Como esperado, o erro absoluto (precisão) decresce com a proximidade da idade de corte (ano 0 = inventário pré-corte) e o erro médio se mantem próximo a zero, indicando baixo viés e alta acurácia.

E você, conhece bem a acurácia e precisão dos modelos que utiliza?

Quando analisamos as projeções na escala da fazenda/projeto ou grupos de talhões com idades mais próximas, surgem mais algumas questões importantes.

A primeira delas é a sazonalidade.

Sazonalidade e momento da medição

A sazonalidade é outro ponto de atenção que temos que ter quando usamos os modelos tradicionais.

Quando avaliamos um grupo de talhões plantados em períodos próximos, a data da medição tem forte influência na projeção, especialmente em locais com estação seca bem definida (estamos falando em grande parte do Brasil).

Isso ocorre porque a floresta não cresce de forma uniforme ao longo do ano, e os modelos tradicionais não conseguem assumir essa premissa, pela própria natureza dos modelos.

Já sabemos que a floresta tem o crescimento mais ou menos acentuado em função da disponibilidade de água e condições de temperatura (MATTOS, 2015; CAMPOE, 2016; QUEIROZ, 2020). Em locais com sazonalidade climática bem definida, por exemplo, a floresta cresce mais na época das chuvas e tem um crescimento mais lento no inverno (seca).

Caso a floresta seja medida no final da época das chuvas, a tendência é de superestimar a produção projetada, principalmente partindo de idades mais jovens. Isso ocorre porque a medição é realizada no “pico” do IMA (conforme figura abaixo) e propaga essa condição até a data futura. Se a medição ser feita no final da época de seca, ocorre o inverso.

Exemplo de projeções realizadas a partir de medições no final da época seca (primeiro circulo preto) e final da época de chuvas (segundo círculo preto), em comparação com o crescimento real da floresta

Outro aspecto importante a ser considerado para áreas menores e com idades mais próximas é a própria acurácia, que comentamos mais acima.

A acurácia da projeção, nesses casos, geralmente é bastante afetada pelas incertezas futuras, visto que não sabemos como as condições meteorológicas e de sanidade vão se comportar no futuro.

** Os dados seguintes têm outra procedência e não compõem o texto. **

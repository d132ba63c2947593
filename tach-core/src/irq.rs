//! Interrupt masking primitives.
//!
//! Each ISR-shared resource names the single interrupt source that may touch
//! it. Code running outside that ISR opens a [`MaskedSection`] on the source
//! before reading or clearing the shared state, so every such access site is
//! visible in the source.

/// A single maskable interrupt source (an NVIC line, an EXTI line, a timer
/// update interrupt, ...).
pub trait IrqLine {
    /// Prevents the interrupt from being taken. Pending requests stay latched.
    fn mask(&mut self);

    /// Allows the interrupt to be taken again.
    fn unmask(&mut self);

    /// Drops any latched request without running the handler.
    fn clear_pending(&mut self);

    /// Returns `true` while the interrupt is masked.
    fn is_masked(&self) -> bool;
}

impl<T: IrqLine + ?Sized> IrqLine for &mut T {
    fn mask(&mut self) {
        (**self).mask();
    }

    fn unmask(&mut self) {
        (**self).unmask();
    }

    fn clear_pending(&mut self) {
        (**self).clear_pending();
    }

    fn is_masked(&self) -> bool {
        (**self).is_masked()
    }
}

/// Scoped guard that keeps an interrupt masked for its lifetime.
///
/// The previous mask state is restored on drop, so nesting a section inside a
/// path that already masked the line leaves it masked.
pub struct MaskedSection<'a, L: IrqLine> {
    line: &'a mut L,
    was_masked: bool,
}

impl<'a, L: IrqLine> MaskedSection<'a, L> {
    /// Masks `line` until the returned guard is dropped.
    #[must_use]
    pub fn enter(line: &'a mut L) -> Self {
        let was_masked = line.is_masked();
        if !was_masked {
            line.mask();
        }
        Self { line, was_masked }
    }
}

impl<L: IrqLine> Drop for MaskedSection<'_, L> {
    fn drop(&mut self) {
        if !self.was_masked {
            self.line.unmask();
        }
    }
}
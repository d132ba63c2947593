use embassy_time::{Duration, Ticker};

use super::{DIAG_DROPPED, DIAG_LINES, DIAG_SWITCH, DUTY, TACH, TIMEBASE};
use crate::board::TACH_POLL_MS;
use crate::diag::QueueSink;
use crate::hw::fan_pwm::FanPwm;

/// Cooperative half of the tach subsystem: closes reporting windows and
/// follows the commanded duty on the fan PWM.
#[embassy_executor::task]
pub async fn run(mut fan: FanPwm) -> ! {
    let mut sink = QueueSink::new(&DIAG_LINES, &DIAG_DROPPED, &DIAG_SWITCH);
    let mut ticker = Ticker::every(Duration::from_millis(TACH_POLL_MS));
    let mut applied = DUTY.percent();

    loop {
        let now_ms = TIMEBASE.millis();
        critical_section::with(|cs| {
            if let Some(tach) = TACH.borrow_ref_mut(cs).as_mut() {
                tach.poll(now_ms, &mut sink);
            }
        });

        let duty = DUTY.percent();
        if duty != applied {
            fan.set_percent(duty);
            applied = duty;
            defmt::info!("fan: duty {}%", duty);
        }

        ticker.next().await;
    }
}
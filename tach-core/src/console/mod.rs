//! Console tooling shared between firmware and emulator targets.
//!
//! Lines are assembled by [`line`], parsed by [`grammar`] against the
//! [`catalog`], executed by [`commands`] and rendered by [`status`].

pub mod catalog;
pub mod commands;
pub mod grammar;
pub mod line;
pub mod status;

/// Banner printed when the console comes up.
pub const BANNER: &str = "PWM Ready. Enter command: PSYN n  (n = 5..96)";

/// Prompt printed before each line.
pub const PROMPT: &str = "> ";
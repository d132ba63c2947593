#![cfg_attr(target_os = "none", no_std)]
#![cfg_attr(target_os = "none", no_main)]
#![cfg_attr(not(target_os = "none"), allow(dead_code))]

mod board;
mod console;
mod diag;

#[cfg(target_os = "none")]
mod hw;
#[cfg(target_os = "none")]
mod panic;
#[cfg(target_os = "none")]
mod runtime;

#[cfg(not(target_os = "none"))]
fn main() {}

Para atenuar essa questão, o que propomos aqui na Geplant foi conhecer e considerar essas incertezas futuras.

Para isso, escolhemos trabalhar com uma faixa de projeção (modelo probabilístico), ao invés de estimar um valor somente (modelo determinístico).

Dessa forma, estabelecemos os cenários mais provável (condições normais de clima), pessimista (condições mais estressantes) e otimista (condições mais favoráveis do que o normal), a partir da distribuição de probabilidade, conforme apresentamos na figura abaixo:

Projeção de produção realizada de forma a gerar valores mais prováveis e uma faixa de probabilidade, dependendo das possibilidades de condições climáticas futuras

Julgamos que isso seja de grande importância no planejamento florestal, principalmente para trazer:

  • Maior transparência sobre riscos na produção, entre gestores florestais e investidores/acionistas ou entre produtores florestais e empresas (nos casos de fomento).
  • Maior poder de análise de expectativas de retorno sobre o investimento florestal, com os respectivos cenários de risco
  • Planos alternativos (conhecidos como planos B, C…) de abastecimento, em caso de déficit ou excedente de madeira.

Quais são as soluções?

Apesar das incertezas e preocupações relatadas acima, o lado bom é que hoje temos cada vez mais disponibilidade de dados para caracterização e monitoramento dos ambientes de produção, assim como uma maior capacidade computacional.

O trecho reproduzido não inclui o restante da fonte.